Whom Will Your Religion (or Lack Thereof)
Let You Date? : Interfaith Relationships
and When They Can Work

Many people want someone to share their faith with them in a relationship. It’s part of the process for them to have someone that understands how they tick in terms of how they see what’s beyond this world. To many people, their faith defines what they believe, how they see the world and how they should behave.

So, simple right? Christians go with Christians, Muslims go with Muslims and atheists go with atheists: the perfect game of musical chairs where everyone gets a chair.

This is not the case. There are relationships with two people of the same faith, different faiths and no faith, and they all have their various levels of successes and/or failures for three reasons: the particular breed of the faith, the strength of that person’s faith and, most importantly, the personality of the individual.

The first thing to take into consideration is to analyze the faith or mindset to which you belong. Are you a fundamentalist Christian, where you are taught that your lover will burn in hell if they do not go to church? Are you an atheist and think that all religious people are stupid for what they believe? Then an interfaith relationship cannot possibly work.

This isn’t a slight on those beliefs; it’s just that some mindsets are simply not compatible with being in close quarters with wildly different mindsets. That’s when you need to play the game of musical chairs and find someone that shares your beliefs. But those people who perfectly agree with you in every way may not always be around. And then there are those with accepting faiths. That’s when interfaith relationships come in.

The trick, then, is to find someone that is part of an accepting faith persuasion where they do not see other beliefs as a direct threat. Ideally they should be of the mindset that “all roads lead to God,” be it Buddhism, Hinduism or certain sects of Christianity. In other words, they should not be threatened by your views and know that just being a good person will get someone where they need to go in the here and thereafter.

Another factor to keep in mind is the strength of the other person’s faith, if they have one. It is one thing for someone to be baptized and write on their census form that they are Catholic, but they may never go to church. That person may just be laid-back enough to accept you for what you are. Then you are in good company for a relationship.

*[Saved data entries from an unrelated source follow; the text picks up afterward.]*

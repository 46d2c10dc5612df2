// buildrelay-receiver/src/receiver.rs
// ============================================================================
// Module: Push Receiver Pipeline
// Description: Per-request state machine from envelope to response status.
// Purpose: Decode, filter, resolve, deliver, and map the result.
// Dependencies: buildrelay-{bindings, config, core, filter}, axum, tokio
// ============================================================================

//! ## Overview
//! The receiver is stateless across requests: each inbound push walks the
//! same pipeline (envelope decode, payload decode, filter, binding
//! resolution, adapter delivery) and every exit maps to exactly one HTTP
//! status. A 2xx acknowledges the message; anything else asks the bus to
//! redeliver, so the mapping decides retry behavior.
//! Invariants:
//! - Compiled state (filter, binding table, adapter) is built once at
//!   composition time and shared read-only across concurrent requests.
//! - Outcomes reach telemetry after the status is decided; telemetry can
//!   never change a response.

// ============================================================================
// SECTION: Imports
// ============================================================================

use std::collections::BTreeMap;
use std::sync::Arc;

use axum::http::StatusCode;
use buildrelay_bindings::ResolverTable;
use buildrelay_config::NotifierConfig;
use buildrelay_core::BuildEvent;
use buildrelay_core::DeliveryError;
use buildrelay_core::Notifier;
use buildrelay_core::SecretFetcher;
use buildrelay_core::SetUpError;
use buildrelay_filter::CompiledFilter;
use buildrelay_filter::FilterTelemetry;
use buildrelay_filter::NoopFilterTelemetry;
use thiserror::Error;

use crate::envelope::PushEnvelope;
use crate::settings::ReceiverSettings;
use crate::telemetry::NoopReceiverTelemetry;
use crate::telemetry::PushOutcome;
use crate::telemetry::ReceiverTelemetry;

// ============================================================================
// SECTION: Composition Errors
// ============================================================================

/// Errors raised while composing a receiver from validated configuration.
///
/// Any variant is fatal: the process must not serve traffic with a
/// partially-composed pipeline.
#[derive(Debug, Error)]
pub enum ComposeError {
    /// The filter expression failed to compile.
    #[error("filter does not compile: {0}")]
    Filter(#[from] buildrelay_filter::CompileError),
    /// A substitution path expression failed to compile.
    #[error("substitutions do not compile: {0}")]
    Bindings(#[from] buildrelay_bindings::CompileError),
    /// The delivery adapter rejected its configuration.
    #[error("delivery adapter set-up failed: {0}")]
    Adapter(#[from] SetUpError),
}

// ============================================================================
// SECTION: Push Receiver
// ============================================================================

/// Composed push pipeline shared read-only across requests.
pub struct PushReceiver {
    /// Compiled filter applied to every decoded event.
    filter: CompiledFilter,
    /// Compiled substitution table resolved per matched event.
    table: ResolverTable,
    /// Delivery adapter, set up once during composition.
    notifier: Box<dyn Notifier>,
    /// Secret store consulted during binding resolution.
    secrets: Arc<dyn SecretFetcher>,
    /// Behavioral settings fixed at composition time.
    settings: ReceiverSettings,
    /// Side channel for recovered filter faults.
    filter_telemetry: Arc<dyn FilterTelemetry>,
    /// Side channel for per-request outcomes.
    telemetry: Arc<dyn ReceiverTelemetry>,
}

impl PushReceiver {
    /// Composes a receiver from validated configuration and collaborators.
    ///
    /// Compiles the filter and the substitution table, then runs the
    /// adapter's one-time set-up against the delivery parameters. Telemetry
    /// defaults to no-op sinks; see [`PushReceiver::with_telemetry`].
    ///
    /// # Errors
    ///
    /// Returns [`ComposeError`] when any compilation or the adapter set-up
    /// fails; the caller must treat this as fatal.
    pub fn compose(
        config: &NotifierConfig,
        mut notifier: Box<dyn Notifier>,
        secrets: Arc<dyn SecretFetcher>,
        settings: ReceiverSettings,
    ) -> Result<Self, ComposeError> {
        let notification = &config.spec.notification;
        let aliases = config.secret_aliases();
        let filter = buildrelay_filter::compile(&notification.filter)?;
        let table = ResolverTable::compile(&notification.substitutions, &aliases)?;
        notifier.set_up(&notification.delivery, &aliases, secrets.as_ref())?;
        Ok(Self {
            filter,
            table,
            notifier,
            secrets,
            settings,
            filter_telemetry: Arc::new(NoopFilterTelemetry),
            telemetry: Arc::new(NoopReceiverTelemetry),
        })
    }

    /// Replaces the no-op telemetry sinks.
    #[must_use]
    pub fn with_telemetry(
        mut self,
        filter_telemetry: Arc<dyn FilterTelemetry>,
        telemetry: Arc<dyn ReceiverTelemetry>,
    ) -> Self {
        self.filter_telemetry = filter_telemetry;
        self.telemetry = telemetry;
        self
    }

    /// Processes one inbound push request body into a response status.
    ///
    /// A 2xx status acknowledges the message to the bus; 4xx and 5xx ask
    /// for redelivery. The method never panics and never returns early
    /// without recording an outcome.
    pub async fn process_push(&self, body: &[u8]) -> StatusCode {
        let (status, outcome) = self.run_pipeline(body).await;
        self.telemetry.on_push_outcome(outcome);
        status
    }

    /// Walks the decode → filter → resolve → deliver pipeline.
    async fn run_pipeline(&self, body: &[u8]) -> (StatusCode, PushOutcome) {
        let envelope = match PushEnvelope::from_json_slice(body) {
            Ok(envelope) => envelope,
            Err(_) => return (StatusCode::BAD_REQUEST, PushOutcome::MalformedEnvelope),
        };
        let payload = match envelope.decoded_data() {
            Ok(payload) => payload,
            Err(_) => return self.malformed_payload(),
        };
        let event = match BuildEvent::from_json_slice(&payload) {
            Ok(event) => event.with_decorated_log_url(&self.settings.utm_medium),
            Err(_) => return self.malformed_payload(),
        };
        if !self.filter.apply_traced(&event, self.filter_telemetry.as_ref()) {
            return (StatusCode::OK, PushOutcome::NoMatch);
        }
        let bindings = match self.table.resolve(&event, self.secrets.as_ref()) {
            Ok(bindings) => bindings,
            Err(_) => return (StatusCode::BAD_GATEWAY, PushOutcome::ResolveFailed),
        };
        match self.deliver(&event, &bindings).await {
            Ok(()) => (StatusCode::OK, PushOutcome::Delivered),
            Err(_) => (StatusCode::BAD_GATEWAY, PushOutcome::DeliveryFailed),
        }
    }

    /// Maps a payload decode failure according to the tolerance setting.
    const fn malformed_payload(&self) -> (StatusCode, PushOutcome) {
        if self.settings.tolerate_malformed {
            (StatusCode::OK, PushOutcome::ToleratedMalformed)
        } else {
            (StatusCode::BAD_REQUEST, PushOutcome::MalformedPayload)
        }
    }

    /// Runs one adapter send under the configured deadline.
    async fn deliver(
        &self,
        event: &BuildEvent,
        bindings: &BTreeMap<String, String>,
    ) -> Result<(), DeliveryError> {
        tokio::time::timeout(self.settings.delivery_timeout, self.notifier.send(event, bindings))
            .await
            .map_err(|_| DeliveryError::Timeout)?
    }
}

The third factor, and the most important, is the other individual’s personality. Whatever religion they belong to, whatever beliefs they have, they have to have the ability to compromise. Someone has to bend and not feed everyone at the table ham if some of them are Jewish. Someone has to shrug their shoulders when their partner goes off to perform a Solstice ritual and not say that they are wasting their time. And both have to be able to say that what the other person believes is alright because it matters enough to that person to keep believing it.